While REBNY is not affiliated with NAR, when Friedman sold his Park Slope property, the trade group had a rule similar NAR’s Participation Rule, requiring the listing broker to split the commission they earned in a home sale transaction with the buyer’s broker.
“Defendants’ conspiracy has artificially inflated broker commissions to a range of 5-6% of the sale price in nearly all residential real estate transactions in REBNY Brooklyn—half of which automatically goes to the Buyer Broker—an overcharge that is borne entirely by the home seller,” the complaint states. “In a competitive market, the home seller negotiates and pays a fee to the Seller Broker, while the home buyer that employs the services of a broker negotiates and pays a fee to the Buyer Broker. In a market unrestrained by the Broker Commission Allocation Rules, brokers would be forced to compete on price, and home sellers would pay substantially less in broker fees when selling residential real estate.”
Since Friedman sold his property in May 2021, REBNY announced changes to its rules, including a rule preventing listing agents from paying or offering to pay buyers’ agents compensation. Instead, if a seller wishes to compensate the buyer’s agent, they must pay the agent themselves. It is not required for a seller to compensate a buyer’s agent. The rule went into effect on the first of this year.

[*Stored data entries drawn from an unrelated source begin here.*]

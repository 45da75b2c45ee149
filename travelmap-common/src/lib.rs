//! Shared types for the travelmap services
//!
//! Holds the persisted record model, configuration loading, and the map
//! core (marker aggregation and the per-marker location session) consumed
//! by both the backend and map clients.

pub mod config;
pub mod error;
pub mod map;
pub mod models;

pub use error::{Error, Result};
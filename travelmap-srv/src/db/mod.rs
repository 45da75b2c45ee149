//! Database access layer for travelmap-srv
//!
//! SQLite via sqlx; schema is created idempotently at startup.

use anyhow::Result;
use sqlx::{sqlite::SqlitePoolOptions, SqlitePool};
use std::path::Path;
use tracing::info;

pub mod records;

/// Initialize database connection and create tables if needed
pub async fn init_database(db_path: &Path) -> Result<SqlitePool> {
    let newly_created = !db_path.exists();

    if let Some(parent) = db_path.parent() {
        if !parent.as_os_str().is_empty() {
            std::fs::create_dir_all(parent)?;
        }
    }

    let db_url = format!("sqlite://{}?mode=rwc", db_path.display());
    let pool = SqlitePoolOptions::new()
        .max_connections(10)
        .connect(&db_url)
        .await?;

    if newly_created {
        info!("Initialized new database: {}", db_path.display());
    } else {
        info!("Opened existing database: {}", db_path.display());
    }

    // WAL mode allows concurrent readers with one writer
    sqlx::query("PRAGMA journal_mode = WAL").execute(&pool).await?;
    sqlx::query("PRAGMA busy_timeout = 5000").execute(&pool).await?;

    create_schema(&pool).await?;

    Ok(pool)
}

/// In-memory database for tests; single connection so every query sees
/// the same memory store
pub async fn init_memory_database() -> Result<SqlitePool> {
    let pool = SqlitePoolOptions::new()
        .max_connections(1)
        .connect("sqlite::memory:")
        .await?;
    create_schema(&pool).await?;
    Ok(pool)
}

async fn create_schema(pool: &SqlitePool) -> Result<()> {
    sqlx::query(
        r#"
        CREATE TABLE IF NOT EXISTS travel_records (
            id TEXT PRIMARY KEY,
            name TEXT NOT NULL,
            start_date TEXT NOT NULL,
            end_date TEXT,
            destination_name TEXT NOT NULL,
            latitude REAL NOT NULL,
            longitude REAL NOT NULL,
            accommodation TEXT,
            rating INTEGER,
            highlights TEXT,
            companion_type TEXT NOT NULL DEFAULT '',
            budget_style TEXT NOT NULL DEFAULT '',
            memorable_food TEXT,
            deepest_impression_spot TEXT,
            travel_tips TEXT,
            keyword_tags TEXT NOT NULL DEFAULT '[]',
            daily_brief_itinerary TEXT,
            uploaded_images TEXT NOT NULL DEFAULT '[]',
            duration INTEGER,
            created_at TEXT NOT NULL,
            updated_at TEXT NOT NULL
        )
        "#,
    )
    .execute(pool)
    .await?;

    Ok(())
}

Similar to the other commission lawsuits, Friedman is demanding a jury trial and seeking damages, a permanent injunction preventing the defendants from entering into any other conspiracy or adopting a policy or practice that has a similar effect to the rule at issues, and class action status.
The proposed class for the suit includes all persons that sold residential real estate in REBNY Brooklyn using the services of one of the defendants and paid a buyer broker commission from Dec. 29, 2019, to the present.
A spokesperson for REBNY wrote in an email that the group was still reviewing the complaint.